RECORDS SUPPLIED section start

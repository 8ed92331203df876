//! Time source for waits

use async_trait::async_trait;
use std::sync::Mutex;
use std::time::Duration;

#[async_trait]
pub trait Clock: Send + Sync {
    async fn sleep(&self, duration: Duration);
}

/// Real time.
#[derive(Debug, Default, Clone, Copy)]
pub struct TokioClock;

#[async_trait]
impl Clock for TokioClock {
    async fn sleep(&self, duration: Duration) {
        tokio::time::sleep(duration).await;
    }
}

/// Records requested sleeps and returns immediately.
#[derive(Debug, Default)]
pub struct RecordingClock {
    sleeps: Mutex<Vec<Duration>>,
}

impl RecordingClock {
    pub fn new() -> Self {
        Self::default()
    }

    pub fn sleeps(&self) -> Vec<Duration> {
        self.sleeps
            .lock()
            .unwrap_or_else(|e| e.into_inner())
            .clone()
    }
}

#[async_trait]
impl Clock for RecordingClock {
    async fn sleep(&self, duration: Duration) {
        self.sleeps
            .lock()
            .unwrap_or_else(|e| e.into_inner())
            .push(duration);
    }
}
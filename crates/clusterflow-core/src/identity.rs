//! Cluster identity
//!
//! A cluster name is the only thing the operator supplies; the remote state
//! bucket and the local working directory are derived from it so that every
//! re-run of the same operation lands on the same state. Names are
//! lowercase so that no two names share a bucket.

use crate::error::{CoreError, Result};
use std::path::{Path, PathBuf};

const STATE_BUCKET_SUFFIX: &str = "-state";

/// Stable identity of one cluster across runs.
#[derive(Debug, Clone, PartialEq, Eq)]
pub struct ClusterIdentity {
    name: String,
    state_bucket: String,
    work_dir: PathBuf,
}

impl ClusterIdentity {
    /// Derive the identity for `name`, placing the working directory under
    /// `work_root`.
    pub fn new(name: impl Into<String>, work_root: impl AsRef<Path>) -> Result<Self> {
        let name = name.into();
        if !is_valid_name(&name) {
            return Err(CoreError::InvalidClusterName(name));
        }

        Ok(Self {
            state_bucket: state_bucket_name(&name),
            work_dir: work_root.as_ref().join(&name),
            name,
        })
    }

    pub fn name(&self) -> &str {
        &self.name
    }

    /// Bucket holding infra state, cluster-manager state and mirrored assets.
    pub fn state_bucket(&self) -> &str {
        &self.state_bucket
    }

    /// Per-cluster local working directory.
    pub fn work_dir(&self) -> &Path {
        &self.work_dir
    }

    /// Cluster-manager state store location inside the state bucket.
    pub fn state_store_uri(&self) -> String {
        format!("s3://{}/kops", self.state_bucket)
    }
}

/// Bucket names only allow lowercase letters, digits and hyphens here;
/// everything else (notably the dots of a DNS-style cluster name) becomes `-`.
pub fn state_bucket_name(name: &str) -> String {
    let normalized: String = name
        .chars()
        .map(|c| {
            let c = c.to_ascii_lowercase();
            if c.is_ascii_lowercase() || c.is_ascii_digit() || c == '-' {
                c
            } else {
                '-'
            }
        })
        .collect();
    format!("{normalized}{STATE_BUCKET_SUFFIX}")
}

fn is_valid_name(name: &str) -> bool {
    !name.is_empty()
        && !name.starts_with('.')
        && name
            .chars()
            .all(|c| c.is_ascii_lowercase() || c.is_ascii_digit() || c == '.' || c == '-')
}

RECORDS SUPPLIED section end

_TASK TO COMPLETE_
Find the word "working" in the records and pull out each line that has it.

_RESPONSE_
//! bucket and the local working directory are derived from it so that every
    /// Derive the identity for `name`, placing the working directory under
    /// Per-cluster local working directory.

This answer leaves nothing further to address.